Pour mémoire, la faute se définit comme la violation d’un devoir ou d’une norme juridiquement obligatoire qui peut être appréciée au regard du non-respect d’un texte ou d’une norme ou, à défaut, au regard d’un idéal abstrait.
Comme le précise la Cour d’Appel d’AIX-EN-PROVENCE :
« Il est constant qu’en matière de pratique sportive, pour être retenue, la faute visée par les articles 1240 et 1241 du Code civil doit être qualifiée, c’est-à-dire qu’il doit être démontré qu’elle est issue d’un comportement contraire aux règles instaurées du jeu.
Bien qu’aucun document ni témoignage n’est produit au débat, les parties en demande et en défense ne contestent pas les circonstances dans lesquelles X… a été blessé, c’est-à-dire à l’occasion d’une partie de football entre amis, alors que le nombre de participants n’est pas précisé, sous la houlette d’aucune organisation associative ou club sportif. Il s’agit donc d’un accident survenu lors d’une partie informelle.

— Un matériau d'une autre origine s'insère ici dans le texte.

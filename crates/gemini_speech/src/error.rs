//! Speech generation errors

use audio_domain::DomainError;
use thiserror::Error;

/// Errors that can occur while collecting, normalizing and storing audio
#[derive(Debug, Error)]
pub enum SpeechError {
    /// Failed to connect to the speech service
    #[error("Connection failed: {0}")]
    ConnectionFailed(String),

    /// Request to the speech service failed
    #[error("Request failed: {0}")]
    RequestFailed(String),

    /// Response body could not be decoded
    #[error("Invalid response: {0}")]
    InvalidResponse(String),

    /// Inline audio data could not be decoded
    #[error("Invalid audio: {0}")]
    InvalidAudio(String),

    /// Reading the response took too long
    #[error("Speech generation timeout after {0}ms")]
    Timeout(u64),

    /// Rate limit exceeded
    #[error("Rate limit exceeded")]
    RateLimited,

    /// Service unavailable
    #[error("Service unavailable: {0}")]
    ServiceUnavailable(String),

    /// Invalid configuration
    #[error("Configuration error: {0}")]
    Configuration(String),

    /// Voice not found in the catalog
    #[error("Voice not found: {0}")]
    VoiceNotFound(String),

    /// The stream ended without any inline audio
    #[error("No audio data generated")]
    NoAudioGenerated,

    /// Writing the audio file failed
    #[error("Storage failed: {0}")]
    Storage(String),
}

impl SpeechError {
    /// Whether retrying the same request may succeed
    ///
    /// `NoAudioGenerated` is final: the model answered, just without audio.
    #[must_use]
    pub const fn is_retryable(&self) -> bool {
        matches!(
            self,
            Self::ConnectionFailed(_)
                | Self::Timeout(_)
                | Self::RateLimited
                | Self::ServiceUnavailable(_)
        )
    }

    /// Classify a transport error
    ///
    /// reqwest does not say which timeout fired, so timeouts are reported
    /// with the read timeout the caller was enforcing.
    #[must_use]
    pub fn from_transport(err: &reqwest::Error, timeout_ms: u64) -> Self {
        if err.is_timeout() {
            Self::Timeout(timeout_ms)
        } else if err.is_connect() {
            Self::ConnectionFailed(err.to_string())
        } else if err.is_decode() || err.is_body() {
            Self::InvalidResponse(err.to_string())
        } else {
            Self::RequestFailed(err.to_string())
        }
    }
}

impl From<DomainError> for SpeechError {
    fn from(err: DomainError) -> Self {
        match err {
            DomainError::EmptyChunkSet => Self::NoAudioGenerated,
        }
    }
}

#[cfg(test)]
mod tests {
    use super::*;

    #[test]
    fn connection_failed_error_message() {
        let err = SpeechError::ConnectionFailed("refused".to_string());
        assert_eq!(err.to_string(), "Connection failed: refused");
    }

    #[test]
    fn invalid_response_error_message() {
        let err = SpeechError::InvalidResponse("expected value".to_string());
        assert_eq!(err.to_string(), "Invalid response: expected value");
    }

    #[test]
    fn invalid_audio_error_message() {
        let err = SpeechError::InvalidAudio("bad base64".to_string());
        assert_eq!(err.to_string(), "Invalid audio: bad base64");
    }

    #[test]
    fn timeout_error_message() {
        let err = SpeechError::Timeout(30000);
        assert_eq!(err.to_string(), "Speech generation timeout after 30000ms");
    }

    #[test]
    fn no_audio_generated_error_message() {
        let err = SpeechError::NoAudioGenerated;
        assert_eq!(err.to_string(), "No audio data generated");
    }

    #[test]
    fn voice_not_found_error_message() {
        let err = SpeechError::VoiceNotFound("Nova".to_string());
        assert_eq!(err.to_string(), "Voice not found: Nova");
    }

    #[test]
    fn storage_error_message() {
        let err = SpeechError::Storage("disk full".to_string());
        assert_eq!(err.to_string(), "Storage failed: disk full");
    }

    /// Client whose request deadline expires against a server that never answers
    async fn timed_out_request() -> reqwest::Error {
        let listener = tokio::net::TcpListener::bind("127.0.0.1:0").await.unwrap();
        let addr = listener.local_addr().unwrap();
        let client = reqwest::Client::builder()
            .timeout(std::time::Duration::from_millis(50))
            .build()
            .unwrap();

        let err = client.get(format!("http://{addr}/")).send().await.unwrap_err();
        drop(listener);
        err
    }

    #[tokio::test]
    async fn transport_timeout_reports_given_duration() {
        let err = timed_out_request().await;

        let mapped = SpeechError::from_transport(&err, 1234);
        assert!(matches!(mapped, SpeechError::Timeout(1234)));
        assert!(mapped.is_retryable());
    }

    #[tokio::test]
    async fn transport_connect_failure_is_connection_failed() {
        let listener = tokio::net::TcpListener::bind("127.0.0.1:0").await.unwrap();
        let addr = listener.local_addr().unwrap();
        drop(listener);

        let err = reqwest::get(format!("http://{addr}/")).await.unwrap_err();
        let mapped = SpeechError::from_transport(&err, 1000);
        assert!(matches!(mapped, SpeechError::ConnectionFailed(_)));
    }

    #[test]
    fn empty_chunk_set_maps_to_no_audio() {
        let err: SpeechError = DomainError::EmptyChunkSet.into();
        assert!(matches!(err, SpeechError::NoAudioGenerated));
    }

    #[test]
    fn transient_errors_are_retryable() {
        assert!(SpeechError::ConnectionFailed("reset".into()).is_retryable());
        assert!(SpeechError::Timeout(100).is_retryable());
        assert!(SpeechError::RateLimited.is_retryable());
        assert!(SpeechError::ServiceUnavailable("overloaded".into()).is_retryable());
    }

    #[test]
    fn permanent_errors_are_not_retryable() {
        assert!(!SpeechError::NoAudioGenerated.is_retryable());
        assert!(!SpeechError::InvalidAudio("x".into()).is_retryable());
        assert!(!SpeechError::InvalidResponse("x".into()).is_retryable());
        assert!(!SpeechError::Configuration("x".into()).is_retryable());
        assert!(!SpeechError::Storage("x".into()).is_retryable());
        assert!(!SpeechError::RequestFailed("400".into()).is_retryable());
    }
}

Néanmoins, même dans un cadre informel, les joueurs se doivent d’accepter et de respecter les règles émises par les lois du sport ou de l’activité auxquels ils se livrent et en l’espèce celles du football.
La particularité de litige réside dans l’origine des blessures, puisqu’elles ne résultent pas d’une faute de jeu, ni d’une faute contre le jeu mais de l’expression de joie d’un joueur à l’endroit de l’auteur d’un but, membre de son équipe.

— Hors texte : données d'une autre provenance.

//! Filesystem audio store

use std::path::{Component, Path, PathBuf};

use async_trait::async_trait;
use audio_domain::ContainerFile;
use tempfile::NamedTempFile;
use tokio::fs::{self, File};
use tokio::io::AsyncWriteExt;
use tracing::{debug, instrument};

use crate::config::SpeechConfig;
use crate::error::SpeechError;
use crate::ports::AudioStore;

/// Writes finalized audio below a root directory
///
/// Files are written to a temp file in the target directory first and moved
/// into place once complete, so a failed write never leaves a truncated file
/// or destroys the previous one.
#[derive(Debug, Clone)]
pub struct FileAudioStore {
    root: PathBuf,
    overwrite_existing: bool,
}

impl FileAudioStore {
    /// Create a store rooted at `root` that replaces existing files
    #[must_use]
    pub fn new(root: impl Into<PathBuf>) -> Self {
        Self {
            root: root.into(),
            overwrite_existing: true,
        }
    }

    /// Create a store from the output settings in `config`
    #[must_use]
    pub fn from_config(config: &SpeechConfig) -> Self {
        Self {
            root: config.output_dir.clone(),
            overwrite_existing: config.overwrite_existing,
        }
    }

    /// Refuse to replace files that already exist
    #[must_use]
    pub const fn without_overwrite(mut self) -> Self {
        self.overwrite_existing = false;
        self
    }

    /// Root directory
    #[must_use]
    pub fn root(&self) -> &Path {
        &self.root
    }

    /// Path a file would be written to for `stem`
    ///
    /// The extension is appended unless the stem already ends with it.
    ///
    /// # Errors
    ///
    /// Returns `SpeechError::Storage` if the stem is blank, absolute or
    /// climbs out of the root with `..`.
    pub fn path_for(&self, file: &ContainerFile, stem: &str) -> Result<PathBuf, SpeechError> {
        if stem.trim().is_empty() {
            return Err(SpeechError::Storage("Output name must not be empty".to_string()));
        }

        let escapes_root = Path::new(stem).components().any(|component| {
            matches!(
                component,
                Component::RootDir | Component::Prefix(_) | Component::ParentDir
            )
        });
        if escapes_root {
            return Err(SpeechError::Storage(format!(
                "Output name '{stem}' must stay below {}",
                self.root.display()
            )));
        }

        Ok(self.root.join(file.filename(stem)))
    }

    /// Write `data` to a hidden temp file inside `parent`
    async fn write_temp(parent: &Path, data: &[u8]) -> Result<NamedTempFile, SpeechError> {
        let temp_file = tempfile::Builder::new()
            .prefix(".")
            .suffix(".part")
            .tempfile_in(parent)
            .map_err(|e| SpeechError::Storage(format!("Failed to create temp file: {e}")))?;

        let mut handle = File::create(temp_file.path())
            .await
            .map_err(|e| SpeechError::Storage(format!("Failed to open temp file: {e}")))?;

        handle
            .write_all(data)
            .await
            .map_err(|e| SpeechError::Storage(format!("Failed to write audio data: {e}")))?;

        handle
            .flush()
            .await
            .map_err(|e| SpeechError::Storage(format!("Failed to flush temp file: {e}")))?;

        Ok(temp_file)
    }
}

#[async_trait]
impl AudioStore for FileAudioStore {
    #[instrument(skip(self, file), fields(extension = file.extension(), size_bytes = file.len()))]
    async fn store(&self, file: &ContainerFile, stem: &str) -> Result<PathBuf, SpeechError> {
        let path = self.path_for(file, stem)?;
        let parent = path.parent().unwrap_or(&self.root);

        fs::create_dir_all(parent).await.map_err(|e| {
            SpeechError::Storage(format!("Failed to create {}: {e}", parent.display()))
        })?;

        // The target only changes once the complete file is on disk
        let temp_file = Self::write_temp(parent, file.data()).await?;

        let persisted = if self.overwrite_existing {
            temp_file.persist(&path)
        } else {
            temp_file.persist_noclobber(&path)
        };
        persisted.map_err(|e| {
            SpeechError::Storage(format!("Failed to move audio into {}: {}", path.display(), e.error))
        })?;

        debug!(path = %path.display(), "Audio file written");
        Ok(path)
    }
}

Les arrêts de jeu, quelle qu’en soit l’origine, et tant que le coup de sifflet final n’a pas retenti, font partie intégrante du match, et il en est ainsi du temps consacré à la célébration d’un but.
Les lois du jeu de football émises par la FIFA (Fédération Internationale de Football) prévoient au titre de la loi 12, la célébration du but et il est dit que les joueurs sont
 autorisés à exprimer leur joie lorsqu’un but est marqué, mais sans excès. Les célébrations orchestrées ne doivent pas être encouragées et ne doivent pas entraîner
une perte de temps excessive. Au titre de ces manifestations excessives, cette règle prévoit une sanction par avertissement lorsque le joueur grimpe sur les grilles entourant le terrain, ou s’approche des spectateurs, mettant en péril la sécurité, lorsqu’il fait des gestes provocateurs, moqueurs ou offensants et lorsqu’il couvre sa tête d’un masque ou avec son maillot.
Les situations ainsi envisagées ne recouvrent pas celle du présent litige, si ce n’est que le principe de base consiste pour le joueur, lorsqu’un but est marqué par son équipe, à exprimer sa joie mais sans excès.
En l’espèce le fait, non contesté, que A… a manifesté sa joie, mais par une ardeur intentionnellement intempestive en se jetant dans les bras de X… au point de le faire lourdement chuter et de provoquer une rupture du ligament croisé antérieur du genou, constitue une expression excessive, et donc une faute caractérisée, qui engage la responsabilité de son auteur.

La MATMUT, assureur de A…, est condamnée à indemniser X… de l’intégralité de son préjudice corporel ».
Ainsi, selon la Cour d’Appel d’AIX-EN-PROVENCE, célébrer de façon excessive un but au cours d’une partie de football constitue une faute engageant la responsabilité civile délictuelle du joueur.
La victime, blessée au cours de cette célébration excessive, devra donc être indemnisée de l’ensemble de ses préjudices.

Article rédigé avec la participation de Monsieur Sacha VAUGEOIS, stagiaire en L3 de Droit Privé à l’Université de TOURS.